Reliability Estimation for Synthetic Speech Detection
Davide Salvi (Politecnico di Milano); Paolo Bestagini (Politecnico di Milano); Stefano Tubaro (Politecnico di Milano, Italy)
-
SPS
IEEE Members: $11.00
Non-members: $15.00
Recent advances in speech synthesis and counterfeit audio generation have pushed the multimedia forensics community to develop speech deepfake detection techniques to avoid threats and unpleasant situations.
Although synthetic speech detectors show excellent performance in controlled conditions, they are not always reliable in open set cases, when evaluated on data that are very different from those seen during training.
This can lead to misleading scores and poorly indicative results in real-world scenarios.
In this paper, we propose a method for estimating the reliability of a prediction performed by a speech deepfake detector.

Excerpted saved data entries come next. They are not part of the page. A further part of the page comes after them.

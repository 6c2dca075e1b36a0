//! Signed token codec: issuance and verification of access/refresh JWTs and
//! the canonical claim derivation for each principal kind.

use chrono::{Duration, Utc};
use jsonwebtoken::{
    decode, encode, errors::ErrorKind, Algorithm, DecodingKey, EncodingKey, Header, Validation,
};
use serde::{Deserialize, Serialize};
use std::collections::HashMap;

use crate::config::TokenConfig;
use crate::models::{AccountStatus, ApprovalStatus, Principal, PrincipalKind};
use crate::services::error::{AuthError, TokenFailure};

/// Canonical token payload derived from a principal at issuance time.
///
/// A snapshot: it stays authoritative until expiry and does not reflect
/// later mutations of the principal record.
#[derive(Debug, Clone, PartialEq, Serialize, Deserialize)]
pub struct ClaimSet {
    pub sub: String,
    pub email: String,
    pub kind: PrincipalKind,
    pub verified: bool,
    pub status: AccountStatus,
    #[serde(default, skip_serializing_if = "Option::is_none")]
    pub name: Option<String>,
    #[serde(default, skip_serializing_if = "Option::is_none")]
    pub student_id: Option<String>,
    #[serde(default, skip_serializing_if = "Option::is_none")]
    pub department: Option<String>,
    #[serde(default, skip_serializing_if = "Option::is_none")]
    pub approval_status: Option<ApprovalStatus>,
    #[serde(default, skip_serializing_if = "Option::is_none")]
    pub role: Option<String>,
    #[serde(default, skip_serializing_if = "Option::is_none")]
    pub permissions: Option<HashMap<String, bool>>,
}

/// Claims for access tokens (short-lived): the full payload plus the
/// registered claims.
#[derive(Debug, Clone, Serialize, Deserialize)]
pub struct AccessClaims {
    #[serde(flatten)]
    pub payload: ClaimSet,
    pub iss: String,
    pub aud: String,
    pub iat: i64,
    pub exp: i64,
}

/// Claims for refresh tokens (long-lived). Deliberately minimal so renewal
/// has to re-derive the full payload from the principal store.
#[derive(Debug, Clone, Serialize, Deserialize)]
pub struct RefreshClaims {
    pub sub: String,
    pub kind: PrincipalKind,
    pub iss: String,
    pub aud: String,
    pub iat: i64,
    pub exp: i64,
}

/// Token pair returned to the client after login or refresh.
#[derive(Debug, Serialize)]
pub struct TokenPair {
    pub access_token: String,
    pub refresh_token: String,
    pub token_type: String,
    pub expires_in: i64,
}

/// Token codec over two HS256 secrets, one per token class.
#[derive(Clone)]
pub struct TokenService {
    access_encoding: EncodingKey,
    access_decoding: DecodingKey,
    refresh_encoding: EncodingKey,
    refresh_decoding: DecodingKey,
    access_expiry_minutes: i64,
    refresh_expiry_days: i64,
    issuer: String,
    audience: String,
}

impl TokenService {
    pub fn new(config: &TokenConfig) -> Result<Self, anyhow::Error> {
        if config.access_secret.is_empty() || config.refresh_secret.is_empty() {
            return Err(anyhow::anyhow!("token signing secrets must not be empty"));
        }
        if config.access_secret == config.refresh_secret {
            return Err(anyhow::anyhow!(
                "access and refresh tokens must use distinct secrets"
            ));
        }

        Ok(Self {
            access_encoding: EncodingKey::from_secret(config.access_secret.as_bytes()),
            access_decoding: DecodingKey::from_secret(config.access_secret.as_bytes()),
            refresh_encoding: EncodingKey::from_secret(config.refresh_secret.as_bytes()),
            refresh_decoding: DecodingKey::from_secret(config.refresh_secret.as_bytes()),
            access_expiry_minutes: config.access_expiry_minutes,
            refresh_expiry_days: config.refresh_expiry_days,
            issuer: config.issuer.clone(),
            audience: config.audience.clone(),
        })
    }

    /// Map a principal to its canonical token payload. Pure and
    /// deterministic; the single dispatch point over the principal tag.
    pub fn derive_claims(principal: &Principal) -> ClaimSet {
        let mut claims = ClaimSet {
            sub: principal.id().to_string(),
            email: principal.email().to_string(),
            kind: principal.kind(),
            verified: principal.email_verified(),
            status: principal.status(),
            name: Some(principal.name().to_string()),
            student_id: None,
            department: None,
            approval_status: None,
            role: None,
            permissions: None,
        };

        match principal {
            Principal::Member(m) => {
                claims.student_id = m.student_id.clone();
                claims.department = m.department.clone();
            }
            Principal::Organization(o) => {
                claims.approval_status = Some(o.approval_status);
            }
            Principal::Administrator(a) => {
                claims.role = Some(a.role.clone());
                claims.permissions = Some(a.permissions.clone());
            }
        }

        claims
    }

    /// Sign an access token over the given payload. Failure here means the
    /// signer is misconfigured and is not retryable.
    pub fn issue_access_token(&self, payload: ClaimSet) -> Result<String, AuthError> {
        let now = Utc::now();
        let claims = AccessClaims {
            payload,
            iss: self.issuer.clone(),
            aud: self.audience.clone(),
            iat: now.timestamp(),
            exp: (now + Duration::minutes(self.access_expiry_minutes)).timestamp(),
        };

        encode(&Header::new(Algorithm::HS256), &claims, &self.access_encoding)
            .map_err(|e| AuthError::Internal(anyhow::anyhow!("failed to sign access token: {}", e)))
    }

    /// Sign a refresh token carrying only the principal identity.
    pub fn issue_refresh_token(
        &self,
        sub: &str,
        kind: PrincipalKind,
    ) -> Result<String, AuthError> {
        let now = Utc::now();
        let claims = RefreshClaims {
            sub: sub.to_string(),
            kind,
            iss: self.issuer.clone(),
            aud: self.audience.clone(),
            iat: now.timestamp(),
            exp: (now + Duration::days(self.refresh_expiry_days)).timestamp(),
        };

        encode(&Header::new(Algorithm::HS256), &claims, &self.refresh_encoding).map_err(|e| {
            AuthError::Internal(anyhow::anyhow!("failed to sign refresh token: {}", e))
        })
    }

    /// Derive the payload and issue both tokens for a principal.
    pub fn issue_token_pair(&self, principal: &Principal) -> Result<TokenPair, AuthError> {
        let payload = Self::derive_claims(principal);
        let access_token = self.issue_access_token(payload)?;
        let refresh_token = self.issue_refresh_token(principal.id(), principal.kind())?;

        Ok(TokenPair {
            access_token,
            refresh_token,
            token_type: "Bearer".to_string(),
            expires_in: self.access_expiry_minutes * 60,
        })
    }

    pub fn verify_access_token(&self, token: &str) -> Result<AccessClaims, AuthError> {
        let token_data = decode::<AccessClaims>(token, &self.access_decoding, &self.validation())
            .map_err(|e| self.rejected("access", e))?;
        Ok(token_data.claims)
    }

    pub fn verify_refresh_token(&self, token: &str) -> Result<RefreshClaims, AuthError> {
        let token_data = decode::<RefreshClaims>(token, &self.refresh_decoding, &self.validation())
            .map_err(|e| self.rejected("refresh", e))?;
        Ok(token_data.claims)
    }

    fn validation(&self) -> Validation {
        let mut validation = Validation::new(Algorithm::HS256);
        validation.leeway = 0;
        validation.set_issuer(&[&self.issuer]);
        validation.set_audience(&[&self.audience]);
        validation
    }

    fn rejected(&self, class: &'static str, err: jsonwebtoken::errors::Error) -> AuthError {
        let failure = match err.kind() {
            ErrorKind::ExpiredSignature => TokenFailure::Expired,
            ErrorKind::InvalidSignature => TokenFailure::BadSignature,
            ErrorKind::InvalidIssuer | ErrorKind::InvalidAudience => TokenFailure::ClaimMismatch,
            _ => TokenFailure::Malformed,
        };
        tracing::debug!(class, failure = failure.as_str(), "token verification failed");
        AuthError::InvalidToken(failure)
    }
}
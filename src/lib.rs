//! Authentication, token lifecycle, and authorization core for the
//! CampusHub event platform.
//!
//! The platform's HTTP services mount this crate's middleware on their
//! routers: the authentication gate verifies bearer tokens and attaches an
//! [`middleware::AuthContext`], the policy guards enforce role, permission,
//! verification, approval, and ownership rules on top of it, and the rate
//! limiter protects credential-submission endpoints. Token and one-time
//! secret issuance live in [`services`]; persistence of secrets and
//! principals stays behind the store traits.

pub mod config;
pub mod middleware;
pub mod models;
pub mod observability;
pub mod services;
pub mod utils;

use std::sync::Arc;

pub use config::AuthConfig;
pub use middleware::{AuthContext, Authenticated};
pub use services::{AuthError, TokenService};

use services::PrincipalStore;

/// Shared state for the authentication gate.
#[derive(Clone)]
pub struct AuthState {
    pub tokens: TokenService,
    pub principals: Option<Arc<dyn PrincipalStore>>,
    pub revalidate_status: bool,
}

impl AuthState {
    /// Gate that trusts the status snapshot embedded in the token. Cheapest
    /// option; accepts staleness until token expiry.
    pub fn new(tokens: TokenService) -> Self {
        Self {
            tokens,
            principals: None,
            revalidate_status: false,
        }
    }

    /// Gate that re-reads the live account status on every request, at the
    /// cost of one store lookup per request.
    pub fn with_live_status(tokens: TokenService, principals: Arc<dyn PrincipalStore>) -> Self {
        Self {
            tokens,
            principals: Some(principals),
            revalidate_status: true,
        }
    }
}
//! Authentication gate: bearer extraction, token verification, payload and
//! status checks, and attachment of the authorization context.

use axum::{
    extract::{FromRequestParts, Request, State},
    http::{header, request::Parts, HeaderMap},
    middleware::Next,
    response::Response,
};
use std::collections::HashMap;

use crate::middleware::BoxAuthFuture;
use crate::models::{AccountStatus, ApprovalStatus, PrincipalKind};
use crate::services::{AccessClaims, AuthError};
use crate::AuthState;

const ACTIVE_ONLY: &[AccountStatus] = &[AccountStatus::Active];

/// Decoded, validated representation of the caller, attached to the request
/// after the gate accepts it.
#[derive(Debug, Clone)]
pub struct AuthContext {
    pub id: String,
    pub email: String,
    pub kind: PrincipalKind,
    pub verified: bool,
    pub status: AccountStatus,
    pub name: Option<String>,
    pub student_id: Option<String>,
    pub department: Option<String>,
    pub approval_status: Option<ApprovalStatus>,
    pub role: Option<String>,
    pub permissions: Option<HashMap<String, bool>>,
}

impl From<AccessClaims> for AuthContext {
    fn from(claims: AccessClaims) -> Self {
        let payload = claims.payload;
        Self {
            id: payload.sub,
            email: payload.email,
            kind: payload.kind,
            verified: payload.verified,
            status: payload.status,
            name: payload.name,
            student_id: payload.student_id,
            department: payload.department,
            approval_status: payload.approval_status,
            role: payload.role,
            permissions: payload.permissions,
        }
    }
}

/// Pull the token out of a `Bearer <token>` Authorization header. Absence
/// and malformation both yield `None`; the caller decides whether that is
/// fatal.
pub fn extract_bearer(headers: &HeaderMap) -> Option<&str> {
    headers
        .get(header::AUTHORIZATION)?
        .to_str()
        .ok()?
        .strip_prefix("Bearer ")
        .filter(|token| !token.is_empty())
}

/// Run the full gate pipeline over a request's headers.
async fn resolve_context(
    state: &AuthState,
    headers: &HeaderMap,
    allowed: &'static [AccountStatus],
) -> Result<AuthContext, AuthError> {
    let token = extract_bearer(headers).ok_or(AuthError::MissingToken)?;
    let claims = state.tokens.verify_access_token(token)?;

    if claims.payload.sub.is_empty() || claims.payload.email.is_empty() {
        return Err(AuthError::InvalidPayload);
    }

    let mut ctx = AuthContext::from(claims);

    // Optionally trade the token's status snapshot for a live lookup.
    if state.revalidate_status {
        if let Some(store) = &state.principals {
            ctx.status = store
                .find_status(&ctx.id, ctx.kind)
                .await?
                .ok_or(AuthError::InvalidPayload)?;
        }
    }

    if !allowed.contains(&ctx.status) {
        if allowed == ACTIVE_ONLY {
            return Err(AuthError::InactiveAccount(ctx.status));
        }
        return Err(AuthError::InvalidAccountStatus {
            allowed,
            actual: ctx.status,
        });
    }

    Ok(ctx)
}

/// Mandatory authentication: any failure rejects the request.
pub async fn authenticate(
    State(state): State<AuthState>,
    mut req: Request,
    next: Next,
) -> Result<Response, AuthError> {
    let ctx = resolve_context(&state, req.headers(), ACTIVE_ONLY).await?;
    req.extensions_mut().insert(ctx);
    Ok(next.run(req).await)
}

/// Mandatory authentication with a non-default allowed status set, for
/// endpoints such as verification submission that accept
/// `PENDING_VERIFICATION` callers.
pub fn authenticate_with_status(
    allowed: &'static [AccountStatus],
) -> impl Fn(State<AuthState>, Request, Next) -> BoxAuthFuture + Clone {
    move |State(state): State<AuthState>, mut req: Request, next: Next| {
        Box::pin(async move {
            let ctx = resolve_context(&state, req.headers(), allowed).await?;
            req.extensions_mut().insert(ctx);
            Ok(next.run(req).await)
        })
    }
}

/// Optional authentication: the same pipeline, but every failure silently
/// continues without attaching a context.
pub async fn optional_authenticate(
    State(state): State<AuthState>,
    mut req: Request,
    next: Next,
) -> Response {
    match resolve_context(&state, req.headers(), ACTIVE_ONLY).await {
        Ok(ctx) => {
            req.extensions_mut().insert(ctx);
        }
        Err(err) => {
            tracing::debug!(code = err.code(), "optional authentication skipped");
        }
    }

    next.run(req).await
}

/// Extractor handing handlers the authorization context attached by the
/// gate.
pub struct Authenticated(pub AuthContext);

#[axum::async_trait]
impl<S> FromRequestParts<S> for Authenticated
where
    S: Send + Sync,
{
    type Rejection = AuthError;

    async fn from_request_parts(parts: &mut Parts, _state: &S) -> Result<Self, Self::Rejection> {
        parts
            .extensions
            .get::<AuthContext>()
            .cloned()
            .map(Authenticated)
            .ok_or(AuthError::MissingToken)
    }
}
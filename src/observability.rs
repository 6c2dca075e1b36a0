use tracing_subscriber::{layer::SubscriberExt, util::SubscriberInitExt};

/// Initialize structured JSON logging with an env-filter override.
pub fn init_tracing(log_level: &str) {
    let env_filter = tracing_subscriber::EnvFilter::try_from_default_env()
        .unwrap_or_else(|_| tracing_subscriber::EnvFilter::new(log_level));

    tracing_subscriber::registry()
        .with(env_filter)
        .with(
            tracing_subscriber::fmt::layer()
                .with_file(true)
                .with_line_number(true)
                .json()
                .flatten_event(true),
        )
        .init();
}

This enables us to perform the detection only on the most relevant portions of a signal, i.e., the time windows on which we obtain more reliable scores. This increases the final accuracy of the developed systems.
As some audio fragments may not contain enough traces for the task at hand and negatively affect the system output, a reliability estimator allows us to discard them and focus only on the most pertinent data.
The proposed method proves to positively impact the performance of the considered detector and shows excellent generalization capabilities on unseen datasets.